Sixty-four years ago, Uruguay pulled off
one of the greatest triumphs in the history of sport when they knocked off a
cocky Brazilian outfit who had already composed a celebratory samba. The venue,
the Estádio do Maracanã in Rio de Janeiro (then the national capital, now
merely the chef-lieu of the eponymous
state) would thus be an appropriate place for the serving-up of a second dose
of poetic justice.
Colombia’s two goals came from a familiar
source: James Rodríguez. The Monaco man has been one of the revelations of the
tournament, and the prospect of a quarter-final battle between he and Neymar is
positively mouth-watering. The first goal, in the twenty-eighth minute, came
from outside the box and seemingly out of nowhere. Surrounded on four sides by
sky blue shirts, he received Abel Aguilar’s header on his chest and twisted around
to volley the ball in off the underside of the bar. The second, five minutes
after the break, was a product of his fruitful combination with Juan Guillermo
Cuadrado, as Cuadrado headed a Pablo Armero cross down to James’ boot for his
fifth of the tournament.
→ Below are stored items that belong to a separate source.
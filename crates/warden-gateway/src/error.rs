//! Gateway error types.
//!
//! [`GatewayError`] is the caller-facing taxonomy. Vault and access errors
//! are folded into it so callers never need to match on lower-layer types.

use warden_access::{AccessError, DenyReason, SessionFailure};
use warden_vault::VaultError;

/// Unified error type for the Warden gateway.
#[derive(Debug, thiserror::Error)]
pub enum GatewayError {
    // -- Decision errors ----------------------------------------------------
    /// The decision engine denied the request.
    #[error("policy denied: {reason}")]
    PolicyDenied { reason: DenyReason },

    /// A rate budget is exhausted.
    #[error("rate limited, retry after {retry_after_secs}s")]
    RateLimited { retry_after_secs: u64 },

    /// The session (or the grant derived from it) cannot be used.
    #[error("session invalid: {failure}")]
    SessionInvalid { failure: SessionFailure },

    // -- Crypto errors ------------------------------------------------------
    /// The key authority did not answer in time. Retryable.
    #[error("key unavailable: {key_id}")]
    KeyUnavailable { key_id: String },

    /// Decryption failed. Never carries a reason.
    #[error("decryption failed")]
    DecryptionFailed,

    /// The key cannot be used for this operation (deprecated/revoked/unknown).
    #[error("key rejected: {reason}")]
    KeyRejected { reason: String },

    // -- Integrity errors ---------------------------------------------------
    /// The audit chain failed verification; operator action required.
    #[error("audit integrity violation (first broken sequence: {sequence:?})")]
    IntegrityViolation { sequence: Option<u64> },

    // -- Store errors -------------------------------------------------------
    /// The secret store circuit breaker is open.
    #[error("resource unavailable, retry after {retry_after_secs}s")]
    ResourceUnavailable { retry_after_secs: u64 },

    #[error("secret not found: {id}")]
    SecretNotFound { id: String },

    #[error("secret already exists: {id}")]
    SecretAlreadyExists { id: String },

    #[error("version conflict on {id}: expected {expected}, found {actual}")]
    VersionConflict { id: String, expected: u64, actual: u64 },

    /// The classifier could not classify the payload.
    #[error("payload refused: {reason}")]
    Unclassified { reason: String },

    // -- Configuration errors -----------------------------------------------
    #[error("invalid configuration: {reason}")]
    InvalidConfig { reason: String },

    #[error("config parse error: {0}")]
    ConfigParse(#[from] toml::de::Error),

    // -- Underlying errors --------------------------------------------------
    #[error("vault error: {0}")]
    Vault(VaultError),

    #[error("access error: {0}")]
    Access(AccessError),

    #[error("serialization error: {0}")]
    Serialization(#[from] serde_json::Error),

    #[error("io error: {0}")]
    Io(#[from] std::io::Error),
}

impl GatewayError {
    /// Whether retrying later may succeed.
    pub fn is_retryable(&self) -> bool {
        matches!(
            self,
            Self::KeyUnavailable { .. }
                | Self::RateLimited { .. }
                | Self::ResourceUnavailable { .. }
                | Self::VersionConflict { .. }
        )
    }

    /// Map a denial to the most specific error.
    pub fn from_denial(reason: &DenyReason) -> Self {
        match reason {
            DenyReason::RateLimited { retry_after_secs } => Self::RateLimited {
                retry_after_secs: *retry_after_secs,
            },
            DenyReason::SessionInvalid { failure } => Self::SessionInvalid { failure: *failure },
            other => Self::PolicyDenied {
                reason: other.clone(),
            },
        }
    }
}

impl From<VaultError> for GatewayError {
    fn from(e: VaultError) -> Self {
        match e {
            VaultError::KeyUnavailable { key_id } => Self::KeyUnavailable { key_id },
            VaultError::DecryptionFailed => Self::DecryptionFailed,
            VaultError::KeyDeprecated { .. }
            | VaultError::KeyRevoked { .. }
            | VaultError::UnknownKey { .. } => Self::KeyRejected {
                reason: e.to_string(),
            },
            VaultError::IntegrityViolation { sequence } => Self::IntegrityViolation {
                sequence: Some(sequence),
            },
            VaultError::SecretNotFound { id } => Self::SecretNotFound { id },
            VaultError::SecretAlreadyExists { id } => Self::SecretAlreadyExists { id },
            VaultError::VersionConflict {
                id,
                expected,
                actual,
            } => Self::VersionConflict {
                id,
                expected,
                actual,
            },
            other => Self::Vault(other),
        }
    }
}

impl From<AccessError> for GatewayError {
    fn from(e: AccessError) -> Self {
        match e {
            AccessError::SessionInvalid { reason } => Self::SessionInvalid { failure: reason },
            AccessError::Audit(v) => Self::from(v),
            other => Self::Access(other),
        }
    }
}

/// Convenience alias used throughout the gateway crate.
pub type Result<T> = std::result::Result<T, GatewayError>;
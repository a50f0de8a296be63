//! CLI argument definitions for Warden.
//!
//! All `clap` structures live here so that `main.rs` stays focused on
//! dispatching subcommands.

use std::path::PathBuf;

use clap::{Parser, Subcommand};

/// Warden -- secure vault access control and audit engine.
#[derive(Parser)]
#[command(
    name = "warden",
    version,
    about = "Warden -- secure vault access control and audit engine",
    long_about = "Operator tooling for a Warden vault: initialize key material, verify the \
                  audit chain, inspect audit events and check role policies."
)]
pub struct Cli {
    /// Config file (TOML, or JSON by extension). Overrides `WARDEN_CONFIG`.
    #[arg(long, short, global = true)]
    pub config: Option<PathBuf>,

    /// Data directory. Overrides `WARDEN_DATA_DIR` and the config file.
    #[arg(long, global = true)]
    pub data_dir: Option<PathBuf>,

    /// Emit machine-readable JSON (output and logs).
    #[arg(long, global = true)]
    pub json: bool,

    /// Default log level when `RUST_LOG` is unset.
    #[arg(long, global = true, default_value = "warn")]
    pub log_level: String,

    #[command(subcommand)]
    pub command: Commands,
}

#[derive(Subcommand)]
pub enum Commands {
    /// Create the data directory, master key and empty stores.
    Init,

    /// Verify the audit hash chain and compare it with the mirror.
    Verify,

    /// Show recent audit events.
    Audit {
        /// Number of most recent events to show.
        #[arg(long, short = 'n', default_value_t = 20)]
        tail: usize,

        /// Only events for this principal.
        #[arg(long, short)]
        principal: Option<String>,
    },

    /// Print configured roles and assignments.
    Policies,

    /// Statically check whether a principal's role permits an operation.
    Check {
        /// Principal id.
        principal: String,

        /// Secret type: credential, pii, financial, token, certificate.
        secret_type: String,

        /// Operation: create, read, update, delete, rotate.
        operation: String,
    },
}
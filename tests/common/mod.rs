#![allow(dead_code)]

use advml_gateway::{
    config::UpstreamConfig,
    gateway::Gateway,
    server::{self, handlers::AppState},
};
use axum::{Router, body::Body, http::Request, response::Response};
use serde_json::Value;
use std::sync::Arc;

/// Boundary used by the hand-rolled multipart bodies below.
pub const BOUNDARY: &str = "gateway-test-boundary";

/// Build a router backed by the given upstream settings
pub fn app_with_upstream(config: UpstreamConfig) -> Router {
    let gateway = Gateway::new(config).unwrap();
    server::router(AppState {
        gateway: Arc::new(gateway),
    })
}

/// Build a router with no upstream configured, so every request degrades
/// into a simulated response
pub fn simulation_app() -> Router {
    app_with_upstream(UpstreamConfig::default())
}

/// Read and parse a JSON response body
pub async fn json_body(response: Response) -> Value {
    let bytes = axum::body::to_bytes(response.into_body(), usize::MAX)
        .await
        .unwrap();
    serde_json::from_slice(&bytes).unwrap_or_else(|e| {
        panic!(
            "response body was not JSON ({}): {}",
            e,
            String::from_utf8_lossy(&bytes)
        )
    })
}

/// Assembles a raw multipart/form-data request body, part by part
pub struct MultipartBody {
    bytes: Vec<u8>,
}

impl MultipartBody {
    pub fn new() -> Self {
        Self { bytes: Vec::new() }
    }

    pub fn text(mut self, name: &str, value: &str) -> Self {
        self.bytes.extend_from_slice(
            format!(
                "--{}\r\nContent-Disposition: form-data; name=\"{}\"\r\n\r\n{}\r\n",
                BOUNDARY, name, value
            )
            .as_bytes(),
        );
        self
    }

    pub fn file(mut self, name: &str, file_name: &str, content_type: &str, data: &[u8]) -> Self {
        self.bytes.extend_from_slice(
            format!(
                "--{}\r\nContent-Disposition: form-data; name=\"{}\"; filename=\"{}\"\r\nContent-Type: {}\r\n\r\n",
                BOUNDARY, name, file_name, content_type
            )
            .as_bytes(),
        );
        self.bytes.extend_from_slice(data);
        self.bytes.extend_from_slice(b"\r\n");
        self
    }

    /// Close the body and wrap it in a POST request to `uri`
    pub fn into_request(self, uri: &str) -> Request<Body> {
        let mut bytes = self.bytes;
        bytes.extend_from_slice(format!("--{}--\r\n", BOUNDARY).as_bytes());

        Request::builder()
            .method("POST")
            .uri(uri)
            .header(
                "content-type",
                format!("multipart/form-data; boundary={}", BOUNDARY),
            )
            .body(Body::from(bytes))
            .unwrap()
    }
}

impl Default for MultipartBody {
    fn default() -> Self {
        Self::new()
    }
}
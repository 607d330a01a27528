use crate::{Error, Result};
use axum::body::Bytes;
use axum::extract::Multipart;
use std::fmt;

/// The three request shapes the gateway accepts. Each maps to one inbound
/// route and one upstream prediction endpoint.
#[derive(Debug, Clone, Copy, PartialEq, Eq)]
pub enum GatewayKind {
    Classify,
    Defend,
    Visualize,
}

impl GatewayKind {
    /// Path appended to the upstream base URL when forwarding. The attack
    /// visualization endpoint is named after the PGD attack it runs.
    pub fn path_suffix(&self) -> &'static str {
        match self {
            Self::Classify => "/predict/classify",
            Self::Defend => "/predict/defend",
            Self::Visualize => "/predict/pgd",
        }
    }

    pub fn as_str(&self) -> &'static str {
        match self {
            Self::Classify => "classify",
            Self::Defend => "defend",
            Self::Visualize => "visualize",
        }
    }
}

impl fmt::Display for GatewayKind {
    fn fmt(&self, f: &mut fmt::Formatter<'_>) -> fmt::Result {
        f.write_str(self.as_str())
    }
}

/// A validated inbound request, carrying exactly the fields that get
/// forwarded upstream (or fed to the simulator).
#[derive(Debug, Clone)]
pub enum InferenceRequest {
    Classify {
        file_name: String,
        content_type: Option<String>,
        data: Bytes,
    },
    Defend {
        defense: String,
        /// Kept as the raw string: `"false"` is a present, valid value and
        /// must not be collapsed by a truthiness check.
        active: String,
    },
    Visualize {
        epsilon: f64,
        /// Original field text, forwarded unmodified.
        raw: String,
    },
}

impl InferenceRequest {
    pub fn kind(&self) -> GatewayKind {
        match self {
            Self::Classify { .. } => GatewayKind::Classify,
            Self::Defend { .. } => GatewayKind::Defend,
            Self::Visualize { .. } => GatewayKind::Visualize,
        }
    }

    /// Walks the multipart stream and checks the preconditions for the
    /// requested kind. Unknown fields are ignored rather than rejected, so
    /// clients may send extra form data without breaking.
    pub async fn from_multipart(kind: GatewayKind, mut multipart: Multipart) -> Result<Self> {
        match kind {
            GatewayKind::Classify => {
                let mut file = None;
                while let Some(field) = multipart.next_field().await? {
                    if field.name() == Some("file") {
                        let file_name = field.file_name().unwrap_or("upload").to_string();
                        let content_type = field.content_type().map(str::to_string);
                        let data = field.bytes().await?;
                        file = Some((file_name, content_type, data));
                    }
                }
                match file {
                    Some((file_name, content_type, data)) if !data.is_empty() => {
                        Ok(Self::Classify {
                            file_name,
                            content_type,
                            data,
                        })
                    }
                    _ => Err(Error::missing_input("file")),
                }
            }
            GatewayKind::Defend => {
                let mut defense = None;
                let mut active = None;
                while let Some(field) = multipart.next_field().await? {
                    let name = field.name().map(str::to_string);
                    match name.as_deref() {
                        Some("defense") => defense = Some(field.text().await?),
                        Some("active") => active = Some(field.text().await?),
                        _ => {}
                    }
                }
                // An empty defense name counts as missing; an empty or
                // literal-"false" active value is still present.
                let mut missing = Vec::new();
                if defense.as_deref().is_none_or(str::is_empty) {
                    missing.push("defense");
                }
                if active.is_none() {
                    missing.push("active");
                }
                match (defense, active) {
                    (Some(defense), Some(active)) if missing.is_empty() => {
                        Ok(Self::Defend { defense, active })
                    }
                    _ => Err(Error::missing_input(missing.join(", "))),
                }
            }
            GatewayKind::Visualize => {
                let mut epsilon = None;
                while let Some(field) = multipart.next_field().await? {
                    if field.name() == Some("epsilon") {
                        epsilon = Some(field.text().await?);
                    }
                }
                let raw = epsilon
                    .filter(|value| !value.is_empty())
                    .ok_or_else(|| Error::missing_input("epsilon"))?;
                let parsed = raw
                    .trim()
                    .parse::<f64>()
                    .ok()
                    .filter(|value| value.is_finite())
                    .ok_or_else(|| Error::missing_input("epsilon"))?;
                Ok(Self::Visualize {
                    epsilon: parsed,
                    raw,
                })
            }
        }
    }

    /// Rebuilds the outbound multipart form with the fields exactly as they
    /// arrived.
    pub fn to_multipart_form(&self) -> reqwest::multipart::Form {
        use reqwest::multipart::{Form, Part};

        match self {
            Self::Classify {
                file_name,
                content_type,
                data,
            } => {
                let part = || Part::bytes(data.to_vec()).file_name(file_name.clone());
                let part = match content_type {
                    Some(mime) => part().mime_str(mime).unwrap_or_else(|_| part()),
                    None => part(),
                };
                Form::new().part("file", part)
            }
            Self::Defend { defense, active } => Form::new()
                .text("defense", defense.clone())
                .text("active", active.clone()),
            Self::Visualize { raw, .. } => Form::new().text("epsilon", raw.clone()),
        }
    }
}
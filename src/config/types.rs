#[derive(Debug, Clone, Default)]
pub struct Config {
    pub upstream: UpstreamConfig,
    pub server: ServerConfig,
}

/// Connection settings for the external inference service. Everything here
/// is optional: a missing base URL leaves the gateway serving simulated
/// responses, and a missing token just omits the Authorization header.
#[derive(Debug, Clone)]
pub struct UpstreamConfig {
    pub base_url: Option<String>,
    pub token: Option<String>,
    pub timeout_secs: u64,
    /// Skip the upstream attempt entirely and always serve the simulator.
    pub force_simulation: bool,
}

#[derive(Debug, Clone)]
pub struct ServerConfig {
    pub host: String,
    pub port: u16,
    pub logs: LogsConfig,
}

#[derive(Debug, Clone)]
pub struct LogsConfig {
    pub level: String,
}

impl Default for UpstreamConfig {
    fn default() -> Self {
        Self {
            base_url: None,
            token: None,
            timeout_secs: default_timeout_secs(),
            force_simulation: false,
        }
    }
}

impl Default for ServerConfig {
    fn default() -> Self {
        Self {
            host: default_host(),
            port: default_port(),
            logs: LogsConfig::default(),
        }
    }
}

impl Default for LogsConfig {
    fn default() -> Self {
        Self {
            level: default_log_level(),
        }
    }
}

pub(crate) fn default_host() -> String {
    "0.0.0.0".to_string()
}

pub(crate) fn default_port() -> u16 {
    8080
}

pub(crate) fn default_log_level() -> String {
    "info".to_string()
}

pub(crate) fn default_timeout_secs() -> u64 {
    30
}
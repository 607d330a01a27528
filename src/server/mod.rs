pub mod handlers;
pub mod types;

use crate::{Result, config::Config, gateway::Gateway};
use axum::{
    Router,
    routing::{get, post},
};
use std::{net::SocketAddr, sync::Arc};
use tower_http::{cors::CorsLayer, trace::TraceLayer};
use tracing::info;

pub async fn run(config: Config) -> Result<()> {
    match &config.upstream.base_url {
        Some(url) => info!("Forwarding inference requests to {}", url),
        None => info!("No upstream endpoint configured; serving simulated responses"),
    }
    if config.upstream.force_simulation {
        info!("Simulation forced by configuration; upstream will not be called");
    }

    // Create the shared pipeline
    let gateway = Gateway::new(config.upstream.clone())?;
    let app_state = handlers::AppState {
        gateway: Arc::new(gateway),
    };

    let app = router(app_state);

    // Start server
    let addr = SocketAddr::new(config.server.host.parse()?, config.server.port);

    info!("Starting server on {}", addr);

    let listener = tokio::net::TcpListener::bind(addr).await?;
    axum::serve(listener, app).await?;

    Ok(())
}

/// Builds the gateway router; shared with the integration tests. The demo
/// front end runs in a browser, so CORS stays permissive.
pub fn router(state: handlers::AppState) -> Router {
    Router::new()
        .route("/classify", post(handlers::classify))
        .route("/defend", post(handlers::defend))
        .route("/visualize", post(handlers::visualize))
        .route("/health", get(handlers::health))
        .layer(TraceLayer::new_for_http())
        .layer(CorsLayer::permissive())
        .with_state(state)
}
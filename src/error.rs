use axum::http::StatusCode;
use thiserror::Error;

pub type Result<T> = std::result::Result<T, Error>;

#[derive(Error, Debug)]
pub enum Error {
    #[error("Configuration error: {0}")]
    Config(String),

    #[error("Missing required parameters: {0}")]
    MissingInput(String),

    #[error("{message}")]
    Upstream { status: u16, message: String },

    #[error("Invalid response from upstream API (non-JSON): {0}")]
    ProtocolViolation(String),

    #[error("Multipart error: {0}")]
    Multipart(#[from] axum::extract::multipart::MultipartError),

    #[error("Network error: {0}")]
    Network(#[from] reqwest::Error),

    #[error("Serialization error: {0}")]
    Serialization(#[from] serde_json::Error),

    #[error("IO error: {0}")]
    Io(#[from] std::io::Error),

    #[error("Address parse error: {0}")]
    AddrParse(#[from] std::net::AddrParseError),

    #[error("Internal error: {0}")]
    Internal(String),
}

impl Error {
    pub fn config(msg: impl Into<String>) -> Self {
        Self::Config(msg.into())
    }

    pub fn missing_input(fields: impl Into<String>) -> Self {
        Self::MissingInput(fields.into())
    }

    pub fn upstream(status: StatusCode, message: impl Into<String>) -> Self {
        Self::Upstream {
            status: status.as_u16(),
            message: message.into(),
        }
    }

    pub fn protocol_violation(preview: impl Into<String>) -> Self {
        Self::ProtocolViolation(preview.into())
    }

    pub fn internal(msg: impl Into<String>) -> Self {
        Self::Internal(msg.into())
    }

    /// HTTP status the caller receives for this error. Upstream errors keep
    /// the status the inference service answered with.
    pub fn status_code(&self) -> StatusCode {
        match self {
            Self::MissingInput(_) | Self::Multipart(_) => StatusCode::BAD_REQUEST,
            Self::Upstream { status, .. } => {
                StatusCode::from_u16(*status).unwrap_or(StatusCode::BAD_GATEWAY)
            }
            Self::ProtocolViolation(_) => StatusCode::BAD_GATEWAY,
            _ => StatusCode::INTERNAL_SERVER_ERROR,
        }
    }

    /// Message placed in the `error` field of the response body. Unexpected
    /// internal failures collapse to a generic message; their detail only
    /// goes to the logs.
    pub fn public_message(&self) -> String {
        match self {
            Self::Config(_)
            | Self::MissingInput(_)
            | Self::Upstream { .. }
            | Self::ProtocolViolation(_)
            | Self::Multipart(_) => self.to_string(),
            _ => "An unknown error occurred".to_string(),
        }
    }
}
Both were, naturally, followed by those celebratory
dances along the goal line which have helped to make los cafeteros one of the most enjoyable teams to watch in Brazil.
It wasn’t all one-way traffic. Around the
half-hour mark, Colombia were saved by some brilliant Carlos Sánchez defending
and by Edinson Cavani misfiring a free kick over the bar. The statistical
indicators of Colombia’s dominance – a 64-36 possession count and a 5-1 lead in
shots on target at half-time – were worn down by the end of the match as la celeste had a much better second
half. A missile from Cristian Rodríguez was saved just after the hour, while an
Edinson Cavani shot had the same result six minutes from the end of normal time.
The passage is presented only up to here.